Since the middle of June the Shanghai Composite, the world’s third-largest stock exchange by market cap, has lost 25 per cent of its value while the smaller Shenzhen Composite suffered an even bigger 31 per cent decline compared to the S&P/TSX Composite Index’s 1 per cent slide.
The China problem has prompted some investors to contemplate a global slide in stock prices.
Value investors are licking their chops as fears of further declines are potentially in the cards. One opinion from Oxford Economics sees stocks in China dropping another 35 per cent in order to be in line with long-term averages.
Should advisors here in Canada be worried?
“I think if I had stocks in China I’d be pretty concerned right now,” Raymond James
advisor Chris Raper told WP. “Clearly the market got up and ran away from itself, say from the first of December on. Give it a few more days and it will right back where it started from, at the rate it’s declining.”
Raper is a value investor and while he didn’t say whether he’s looking to put client money into Chinese stocks (he’s heavily weighted in the U.S. right now and that doesn’t look like it’s changing anytime soon), he did suggest that the data there doesn’t support the stock prices that up until June seemed to be going nowhere but up.
“It’s one thing to have a market going up because businesses are prospering and the economy’s going well and that sort of thing, but that’s not what I see in China,” said Raper. “If anything the data’s going the other way.”

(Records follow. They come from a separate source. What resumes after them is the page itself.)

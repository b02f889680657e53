table! {
    beer (beer_id) {
        beer_id -> Int8,
        name -> Varchar,
        brewery -> Varchar,
        country -> Nullable<Varchar>,
        style -> Nullable<Varchar>,
        price -> Nullable<Float8>,
        volume -> Nullable<Float8>,
        abv -> Nullable<Float8>,
        selection -> Varchar,
        buyable -> Bool,
        status -> Varchar,
        launch_date -> Nullable<Date>,
        created_at -> Timestamptz,
        updated_at -> Timestamptz,
    }
}

table! {
    login_session (id) {
        id -> Bpchar,
        person_id -> Int4,
        created_at -> Timestamptz,
        updated_at -> Timestamptz,
        expires_at -> Timestamptz,
    }
}

table! {
    person (id) {
        id -> Int4,
        name -> Varchar,
        is_admin -> Bool,
        created_at -> Timestamptz,
        updated_at -> Timestamptz,
    }
}

table! {
    store (store_id) {
        store_id -> Varchar,
        name -> Varchar,
        address -> Nullable<Varchar>,
        zip_code -> Nullable<Varchar>,
        area -> Nullable<Varchar>,
        created_at -> Timestamptz,
        updated_at -> Timestamptz,
    }
}

table! {
    untappd (beer_id) {
        beer_id -> Int8,
        brewery -> Varchar,
        style -> Varchar,
        rating -> Nullable<Float8>,
        num_ratings -> Int4,
        last_updated -> Timestamptz,
    }
}

table! {
    untappd_mapping (beer_id) {
        beer_id -> Int8,
        untappd_id -> Int8,
        auto_match -> Bool,
        verified -> Bool,
        last_updated -> Timestamptz,
    }
}

table! {
    user_checkin (checkin_id) {
        checkin_id -> Int8,
        person_id -> Int4,
        beer_id -> Int8,
        rating -> Float8,
        checked_in_at -> Timestamptz,
    }
}

table! {
    user_wishlist (person_id, beer_id) {
        person_id -> Int4,
        beer_id -> Int8,
        added_at -> Timestamptz,
    }
}

joinable!(login_session -> person (person_id));
joinable!(untappd -> beer (beer_id));
joinable!(untappd_mapping -> beer (beer_id));
joinable!(user_checkin -> beer (beer_id));
joinable!(user_checkin -> person (person_id));
joinable!(user_wishlist -> beer (beer_id));
joinable!(user_wishlist -> person (person_id));

allow_tables_to_appear_in_same_query!(
    beer,
    login_session,
    person,
    store,
    untappd,
    untappd_mapping,
    user_checkin,
    user_wishlist,
);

The Chinese government has stepped in to try to calm the markets and hoping to bring the three-week slide to an end including getting the state-owned brokerage firms to buy billions of dollars in Chinese stocks.

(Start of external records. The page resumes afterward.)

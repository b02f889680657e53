use actix_web::http::header::LOCATION;
use actix_web::{web, HttpResponse};

use super::super::auth::CurrentUser;
use super::super::catalog::{self, annotate, ListedBeer, Personal, SearchTerm};
use super::super::config::Config;
use super::super::db::{self, GetBeer, GetBeers, GetOrderingRange, GetPersonal, GetReleases, Pool};
use super::super::error::Result;
use super::super::pagination::Page;
use super::{ApiResponse, ResponseObject, ORDERING_RANGE_PATH};

#[derive(Deserialize)]
pub struct PageParams {
    /// 1-based page number. Anything unparseable means the first page.
    page: Option<String>,
}

#[derive(Deserialize)]
pub struct SearchForm {
    query: String,
}

/// One page of a beer listing.
#[derive(Serialize)]
pub struct BeerListing {
    pub beers: Page<ListedBeer>,

    /// Set when the listing is the whole ordering range, not just releases.
    #[serde(skip_serializing_if = "std::ops::Not::not")]
    pub full_selection: bool,
}

impl ResponseObject for BeerListing {
    const NAME: &'static str = "listing";
}

/// Every ordering range beer matching a search. Not paginated.
#[derive(Serialize)]
pub struct SearchResults {
    pub beers: Vec<ListedBeer>,
    pub search: bool,
    pub query: String,
}

impl ResponseObject for SearchResults {
    const NAME: &'static str = "search";
}

/// Load `user`'s annotations for `beer_ids`. Anonymous users have none.
async fn personal(
    pool: &Pool,
    user: &CurrentUser,
    beer_ids: Vec<i64>,
    wishlist: bool,
) -> Result<Option<Personal>> {
    match user.person() {
        None => Ok(None),
        Some(person) => {
            let personal = db::execute(
                pool,
                GetPersonal {
                    person_id: person.id,
                    beer_ids,
                    wishlist,
                },
            )
            .await?;
            Ok(Some(personal))
        }
    }
}

/// Route handler for beers launching today or later, for infinite scroll.
pub async fn beer_release(
    pool: web::Data<Pool>,
    params: web::Query<PageParams>,
) -> Result<HttpResponse> {
    let page = db::execute(&pool, GetReleases::now(params.into_inner().page)).await?;

    Ok(HttpResponse::Ok().json(ApiResponse::new(BeerListing {
        beers: page.map(|rows| annotate(rows, None)),
        full_selection: false,
    })))
}

/// Route handler for the ordering range, best rated first.
///
/// Signed-in users also get their own latest rating and whether the beer is
/// on their wishlist.
pub async fn ordering_range_beers(
    pool: web::Data<Pool>,
    user: CurrentUser,
    params: web::Query<PageParams>,
) -> Result<HttpResponse> {
    let page = db::execute(
        &pool,
        GetOrderingRange {
            page: params.into_inner().page,
        },
    )
    .await?;

    let personal = personal(&pool, &user, catalog::beer_ids(&page.items), true).await?;

    Ok(HttpResponse::Ok().json(ApiResponse::new(BeerListing {
        beers: page.map(|rows| annotate(rows, personal.as_ref())),
        full_selection: true,
    })))
}

/// Route handler for the ordering range search bar.
///
/// Expects the POST field `query`. A blank query redirects to the full
/// listing. Signed-in users get their own rating, and their wishlist only
/// when `SEARCH_INCLUDES_WISHLIST` is set.
pub async fn ordering_range_search(
    pool: web::Data<Pool>,
    config: web::Data<Config>,
    user: CurrentUser,
    form: web::Form<SearchForm>,
) -> Result<HttpResponse> {
    let form = form.into_inner();

    let term = match SearchTerm::parse(&form.query) {
        Some(term) => term,
        None => {
            return Ok(HttpResponse::Found()
                .header(LOCATION, ORDERING_RANGE_PATH)
                .finish())
        }
    };

    let rows = db::execute(&pool, db::SearchOrderingRange { term }).await?;
    let personal = personal(
        &pool,
        &user,
        catalog::beer_ids(&rows),
        config.search_includes_wishlist,
    )
    .await?;

    Ok(HttpResponse::Ok().json(ApiResponse::new(SearchResults {
        beers: annotate(rows, personal.as_ref()),
        search: true,
        query: form.query,
    })))
}

/// Every beer in the catalog, as a bare JSON array.
pub async fn beer_list(pool: web::Data<Pool>) -> Result<HttpResponse> {
    let beers = db::execute(&pool, GetBeers).await?;
    Ok(HttpResponse::Ok().json(beers))
}

pub async fn beer_detail(pool: web::Data<Pool>, beer_id: web::Path<i64>) -> Result<HttpResponse> {
    let beer = db::execute(
        &pool,
        GetBeer {
            beer_id: beer_id.into_inner(),
        },
    )
    .await?;
    Ok(HttpResponse::Ok().json(beer))
}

In addition it’s important to remember that China’s markets aren’t totally open and free. The government has a big hand what happens there.
“This is not a government that believes in unfettered markets,” said Arthur Kroeber, the Beijing-based head of research for Gavekal Dragonomics. “They never have, they never will. They believe markets are tools to greater ends – and if things seem to be going out of kilter, they’ll adjust things.”
Still, the Chinese situation is helping put the Greece problem into perspective.
“The conclusion I would draw from China,” says Raper, “is that we’ve got bigger fish to fry than Greece.”